Start of Data for review

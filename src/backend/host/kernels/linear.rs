//! Fully-connected kernels.

use std::collections::HashMap;

use half::f16;

use crate::backend::host::launch::{HostLaunch, Variant};
use crate::backend::host::table::Family;
use crate::element::Element;
use crate::error::RuntimeError;
use crate::kernel::ArgKind::{self, Buffer, U32};
use crate::worksize;

/// input, weight, bias, output, batch, inner (K), outputs (N), bias_term
const FC: &[ArgKind] = &[Buffer, Buffer, Buffer, Buffer, U32, U32, U32, U32];

const FC_BLOCK: usize = worksize::FC_BLOCK as usize;

pub(crate) fn register(table: &mut HashMap<String, Family>) {
    let fc_family = |kernels| Family::plain(FC, kernels).with_activation();
    table.insert("fc".into(), fc_family(instantiate!(fc => f32: f32, f16: f16)));
    table.insert(
        "fc_direct_opt".into(),
        fc_family(instantiate!(fc_direct => f32: f32, f16: f16)),
    );
    table.insert(
        "fc_8x1_gemv".into(),
        fc_family(instantiate!(fc_block8 => f32: f32, f16: f16)),
    );
    table.insert(
        "fc_splitopt_8x1".into(),
        fc_family(instantiate!(fc_block8 => f32: f32, f16: f16)),
    );
}

struct Fc<T> {
    input: Vec<T>,
    weight: Vec<T>,
    bias: Vec<T>,
    batch: usize,
    inner: usize,
    outputs: usize,
    bias_term: bool,
}

impl<T: Element> Fc<T> {
    fn read(l: &HostLaunch<'_>) -> Result<Self, RuntimeError> {
        Ok(Self {
            input: l.load(0)?,
            weight: l.load(1)?,
            bias: l.load(2)?,
            batch: l.usize(4)?,
            inner: l.usize(5)?,
            outputs: l.usize(6)?,
            bias_term: l.u32(7)? != 0,
        })
    }

    fn dot(&self, l: &HostLaunch<'_>, b: usize, n: usize) -> Result<f32, RuntimeError> {
        let mut acc = if self.bias_term {
            l.get(&self.bias, n)?.to_f32()
        } else {
            0.0
        };
        for k in 0..self.inner {
            let x = l.get(&self.input, b * self.inner + k)?.to_f32();
            let w = l.get(&self.weight, n * self.inner + k)?.to_f32();
            acc += x * w;
        }
        Ok(acc)
    }
}

/// Grid `[N, B]`.
fn fc<T: Element>(l: &HostLaunch<'_>, v: &Variant) -> Result<(), RuntimeError> {
    let fc = Fc::<T>::read(l)?;
    let mut output = l.load::<T>(3)?;
    for [n, b, _] in l.grid() {
        if n >= fc.outputs || b >= fc.batch {
            continue;
        }
        let y = v.activation().apply(fc.dot(l, b, n)?);
        l.set(&mut output, b * fc.outputs + n, T::from_f32(y))?;
    }
    l.store(3, &output)
}

/// Single-batch flat grid `[align(N, local)]`.
fn fc_direct<T: Element>(l: &HostLaunch<'_>, v: &Variant) -> Result<(), RuntimeError> {
    let fc = Fc::<T>::read(l)?;
    let mut output = l.load::<T>(3)?;
    for [n, _, _] in l.grid() {
        if n >= fc.outputs {
            continue;
        }
        let y = v.activation().apply(fc.dot(l, 0, n)?);
        l.set(&mut output, n, T::from_f32(y))?;
    }
    l.store(3, &output)
}

/// Grid `[ceil(N / 8), B]`, eight outputs per item.
fn fc_block8<T: Element>(l: &HostLaunch<'_>, v: &Variant) -> Result<(), RuntimeError> {
    let fc = Fc::<T>::read(l)?;
    let mut output = l.load::<T>(3)?;
    for [block, b, _] in l.grid() {
        if b >= fc.batch {
            continue;
        }
        for n in block * FC_BLOCK..((block + 1) * FC_BLOCK).min(fc.outputs) {
            let y = v.activation().apply(fc.dot(l, b, n)?);
            l.set(&mut output, b * fc.outputs + n, T::from_f32(y))?;
        }
    }
    l.store(3, &output)
}
//! LSTM step kernels: gate projection, cell update, output update.
//!
//! Gates are laid out `[batch, 4 * units]` in the order input, forget,
//! cell candidate, output.

use std::collections::HashMap;

use half::f16;

use super::sigmoid;
use crate::backend::host::launch::{HostLaunch, Variant};
use crate::backend::host::table::Family;
use crate::element::Element;
use crate::error::RuntimeError;
use crate::kernel::ArgKind::{self, Buffer, F32, U32};

/// input, input_weights, h_in, recurrent_weights, bias, gates,
/// batch, input_size, units
const GATE_PROJECTION: &[ArgKind] = &[
    Buffer, Buffer, Buffer, Buffer, Buffer, Buffer, U32, U32, U32,
];

/// gates, c_in, c_out, batch, units, cell_clip
const CELL_UPDATE: &[ArgKind] = &[Buffer, Buffer, Buffer, U32, U32, F32];

/// gates, c_out, h_out, batch, units
const OUTPUT_UPDATE: &[ArgKind] = &[Buffer, Buffer, Buffer, U32, U32];

pub(crate) fn register(table: &mut HashMap<String, Family>) {
    table.insert(
        "matrix_batch_vector_mul_with_bias".into(),
        Family::plain(GATE_PROJECTION, instantiate!(gate_projection => f32: f32, f16: f16)),
    );
    table.insert(
        "lstm_update_cell".into(),
        Family::plain(CELL_UPDATE, instantiate!(update_cell => f32: f32, f16: f16)),
    );
    table.insert(
        "lstm_update_output".into(),
        Family::plain(OUTPUT_UPDATE, instantiate!(update_output => f32: f32, f16: f16)),
    );
}

/// Grid `[4 * units, batch]`.
fn gate_projection<T: Element>(l: &HostLaunch<'_>, _v: &Variant) -> Result<(), RuntimeError> {
    let input = l.load::<T>(0)?;
    let wi = l.load::<T>(1)?;
    let h = l.load::<T>(2)?;
    let wr = l.load::<T>(3)?;
    let bias = l.load::<T>(4)?;
    let mut gates = l.load::<T>(5)?;
    let batch = l.usize(6)?;
    let input_size = l.usize(7)?;
    let units = l.usize(8)?;

    for [g, b, _] in l.grid() {
        if g >= 4 * units || b >= batch {
            continue;
        }
        let mut acc = l.get(&bias, g)?.to_f32();
        for k in 0..input_size {
            acc += l.get(&input, b * input_size + k)?.to_f32()
                * l.get(&wi, g * input_size + k)?.to_f32();
        }
        for k in 0..units {
            acc += l.get(&h, b * units + k)?.to_f32() * l.get(&wr, g * units + k)?.to_f32();
        }
        l.set(&mut gates, b * 4 * units + g, T::from_f32(acc))?;
    }
    l.store(5, &gates)
}

/// Grid `[units, batch]`. A non-positive clip disables clipping.
fn update_cell<T: Element>(l: &HostLaunch<'_>, _v: &Variant) -> Result<(), RuntimeError> {
    let gates = l.load::<T>(0)?;
    let c_in = l.load::<T>(1)?;
    let mut c_out = l.load::<T>(2)?;
    let batch = l.usize(3)?;
    let units = l.usize(4)?;
    let clip = l.f32(5)?;

    for [u, b, _] in l.grid() {
        if u >= units || b >= batch {
            continue;
        }
        let row = b * 4 * units;
        let i = sigmoid(l.get(&gates, row + u)?.to_f32());
        let f = sigmoid(l.get(&gates, row + units + u)?.to_f32());
        let g = l.get(&gates, row + 2 * units + u)?.to_f32().tanh();
        let mut c = f * l.get(&c_in, b * units + u)?.to_f32() + i * g;
        if clip > 0.0 {
            c = c.clamp(-clip, clip);
        }
        l.set(&mut c_out, b * units + u, T::from_f32(c))?;
    }
    l.store(2, &c_out)
}

/// Grid `[units, batch]`.
fn update_output<T: Element>(l: &HostLaunch<'_>, _v: &Variant) -> Result<(), RuntimeError> {
    let gates = l.load::<T>(0)?;
    let c_out = l.load::<T>(1)?;
    let mut h_out = l.load::<T>(2)?;
    let batch = l.usize(3)?;
    let units = l.usize(4)?;

    for [u, b, _] in l.grid() {
        if u >= units || b >= batch {
            continue;
        }
        let o = sigmoid(l.get(&gates, b * 4 * units + 3 * units + u)?.to_f32());
        let c = l.get(&c_out, b * units + u)?.to_f32();
        l.set(&mut h_out, b * units + u, T::from_f32(o * c.tanh()))?;
    }
    l.store(2, &h_out)
}
fn powervr_strategy(shape: &ConvShape, precision: PrecisionType, compute_units: u32) -> ConvStrategy {
    let src_depth = div_round_up(shape.in_c, 4);
    let dst_depth = div_round_up(shape.out_c, 4);
    let task = shape.out_w as u64 * shape.batch as u64 * shape.out_h as u64 * dst_depth as u64
        / compute_units.max(1) as u64;
    let fp16 = precision == PrecisionType::Fp16;
    let block = if (fp16 && task > 4096) || (!fp16 && task > 3072) {
        4
    } else if (fp16 && task > 1536) || (!fp16 && task > 256) {
        2
    } else {
        1
    };

    let is1x1 = shape.kernel == (1, 1)
        && shape.stride == (1, 1)
        && shape.dilation == (1, 1)
        && shape.no_padding();
    let (block_size, depth) = if is1x1 {
        let size = match block {
            4 if dst_depth == 1 || dst_depth == 3 => BlockSize::new(2, 2, 1),
            4 => BlockSize::new(2, 1, 2),
            2 => BlockSize::new(2, 1, 1),
            _ => BlockSize::new(1, 1, 1),
        };
        let depth = if src_depth % 4 == 0 && block == 1 && fp16 { 4 } else { 1 };
        (size, depth)
    } else {
        let size = match block {
            4 => BlockSize::new(2, 1, 2),
            2 => BlockSize::new(2, 1, 1),
            _ => BlockSize::new(1, 1, 1),
        };
        let depth = if src_depth % 2 == 0 && block <= 2 { 2 } else { 1 };
        (size, depth)
    };
    ConvStrategy::PowerVr {
        is1x1,
        src_depth: depth,
        block: block_size,
    }
}

/// Output extent along one axis; `None` when the dilated window exceeds the
/// padded input.
pub fn conv_extent(input: u32, kernel: u32, stride: u32, dilation: u32, pad: (u32, u32)) -> Option<u32> {
    if stride == 0 || kernel == 0 || dilation == 0 {
        return None;
    }
    let span = dilation.checked_mul(kernel - 1)?.checked_add(1)?;
    let padded = input.checked_add(pad.0)?.checked_add(pad.1)?;
    padded.checked_sub(span).map(|rest| rest / stride + 1)
}

struct Bound {
    input: TensorRef,
    weight: TensorRef,
    bias: Option<TensorRef>,
    merge: Option<TensorRef>,
    output: TensorRef,
    shape: ConvShape,
    strategy: ConvStrategy,
}

/// 2-D convolution with optional bias, residual merge and activation.
pub struct Convolution {
    base: OperatorBase,
    bound: Option<Bound>,
}

impl Operator for Convolution {
    type Params = ConvolutionParams;
    const KIND: OperatorKind = OperatorKind::Convolution;

    fn new(runtime: Arc<Runtime>, precision: PrecisionType) -> Self {
        Self {
            base: OperatorBase::new(Self::KIND, runtime, precision),
            bound: None,
        }
    }

    fn initialize(
        &mut self,
        inputs: &[TensorRef],
        outputs: &[TensorRef],
        params: &ConvolutionParams,
    ) -> Status {
        self.base.begin_initialize()?;
        let input = tensor_at(Self::KIND, inputs, 0, "input")?;
        let weight = tensor_at(Self::KIND, inputs, 1, "weight")?;
        let bias = if params.bias_term {
            Some(tensor_at(Self::KIND, inputs, 2, "bias")?)
        } else {
            None
        };
        let merge = if params.merge_add {
            Some(tensor_at(Self::KIND, inputs, 2 + params.bias_term as usize, "merge")?)
        } else {
            None
        };
        let output = tensor_at(Self::KIND, outputs, 0, "output")?;

        let precision = self.base.precision();
        check_storage(Self::KIND, &input, precision, "input")?;
        check_storage(Self::KIND, &weight, precision, "weight")?;
        check_storage(Self::KIND, &output, precision, "output")?;
        if input.num_dims() != 4 || weight.num_dims() != 4 {
            return Err(RuntimeError::precondition(
                Self::KIND,
                format!(
                    "input and weight must be 4-D, got {:?} and {:?}",
                    input.dims(),
                    weight.dims()
                ),
            ));
        }

        let [n, in_c, in_h, in_w] = nchw_of(Self::KIND, &input, "input")?;
        let [out_c, w_in_c, kh, kw] = nchw_of(Self::KIND, &weight, "weight")?;
        let groups = params.groups;
        if groups == 0
            || in_c % groups != 0
            || out_c % groups != 0
            || w_in_c.checked_mul(groups) != Some(in_c)
        {
            return Err(RuntimeError::precondition(
                Self::KIND,
                format!(
                    "weight {:?} does not fit {} input channels in {} groups",
                    weight.dims(),
                    in_c,
                    groups
                ),
            ));
        }
        if let Some(b) = &bias {
            check_storage(Self::KIND, b, precision, "bias")?;
            if b.total_size() != out_c as usize {
                return Err(RuntimeError::precondition(
                    Self::KIND,
                    format!("bias has {} values for {} channels", b.total_size(), out_c),
                ));
            }
        }

        let (pt, pb, pl, pr) = params.pad;
        let oh = conv_extent(in_h, kh, params.stride.0, params.dilation.0, (pt, pb));
        let ow = conv_extent(in_w, kw, params.stride.1, params.dilation.1, (pl, pr));
        let (out_h, out_w) = oh.zip(ow).ok_or_else(|| {
            RuntimeError::shape(
                Self::KIND,
                format!(
                    "{}x{} kernel (dilation {:?}, stride {:?}, pad {:?}) does not fit {}x{}",
                    kh, kw, params.dilation, params.stride, params.pad, in_h, in_w
                ),
            )
        })?;
        let out_dims = [n, out_c, out_h, out_w];
        check_output_shape(Self::KIND, &output, &out_dims, params.android_nn)?;
        if let Some(m) = &merge {
            check_storage(Self::KIND, m, precision, "merge")?;
            if m.dims() != out_dims {
                return Err(RuntimeError::precondition(
                    Self::KIND,
                    format!("merge tensor is {:?}, expected {:?}", m.dims(), out_dims),
                ));
            }
        }

        let shape = ConvShape {
            batch: n,
            in_c,
            in_h,
            in_w,
            out_c,
            out_h,
            out_w,
            kernel: (kh, kw),
            stride: params.stride,
            pad: params.pad,
            dilation: params.dilation,
            groups,
        };
        let runtime = self.base.runtime();
        let strategy =
            ConvStrategy::select(&shape, precision, runtime.vendor(), runtime.compute_units());
        let name = strategy
            .kernel_name()
            .merge_add(params.merge_add)
            .activation(params.activation)
            .signed(precision == PrecisionType::Int8);
        let kernel = self.base.resolve(&name)?;
        apply_output_shape(&output, &out_dims, params.android_nn)?;
        log::debug!("Convolution: {} for {:?}", strategy, shape);

        self.bound = Some(Bound {
            input,
            weight,
            bias,
            merge,
            output,
            shape,
            strategy,
        });
        self.base.finish_initialize(vec![kernel]);
        Ok(())
    }

    fn execute(&mut self) -> Status {
        self.base.enter_execute()?;
        let result = self.enqueue();
        self.base.leave_execute(result)
    }

    fn release(&mut self) -> Status {
        self.bound = None;
        self.base.release()
    }

    fn state(&self) -> Lifecycle {
        self.base.state()
    }

    fn kernel_names(&self) -> Vec<String> {
        self.base.kernel_names()
    }
}

impl Convolution {
    pub fn strategy(&self) -> Option<ConvStrategy> {
        self.bound.as_ref().map(|b| b.strategy)
    }

    fn enqueue(&self) -> Status {
        let b = self
            .bound
            .as_ref()
            .ok_or_else(|| RuntimeError::precondition(Self::KIND, "no tensors bound"))?;
        let s = &b.shape;
        if b.input.total_size() == 0 || b.output.total_size() == 0 {
            return Ok(());
        }
        let work = b.strategy.work_size(s, self.base.cap());
        // unused slots are filled with a bound buffer the kernel never reads
        let bias = b.bias.as_ref().unwrap_or(&b.weight);
        let merge = b.merge.as_ref().unwrap_or(&b.output);
        let args = KernelArgs::new()
            .buffer(&b.input)
            .buffer(&b.weight)
            .buffer(bias)
            .buffer(merge)
            .buffer(&b.output)
            .u32(s.batch)
            .u32(s.in_c)
            .u32(s.in_h)
            .u32(s.in_w)
            .u32(s.out_c)
            .u32(s.out_h)
            .u32(s.out_w)
            .u32(s.kernel.0)
            .u32(s.kernel.1)
            .u32(s.stride.0)
            .u32(s.stride.1)
            .u32(s.pad.0)
            .u32(s.pad.2)
            .u32(s.dilation.0)
            .u32(s.dilation.1)
            .u32(s.groups)
            .u32(b.bias.is_some() as u32);
        self.base.enqueue(0, args, &work)
    }
}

End of Data for review

### [To do]
Only the count is wanted. Count the lines of the data above that include the string "Status".

### [Answer box]
4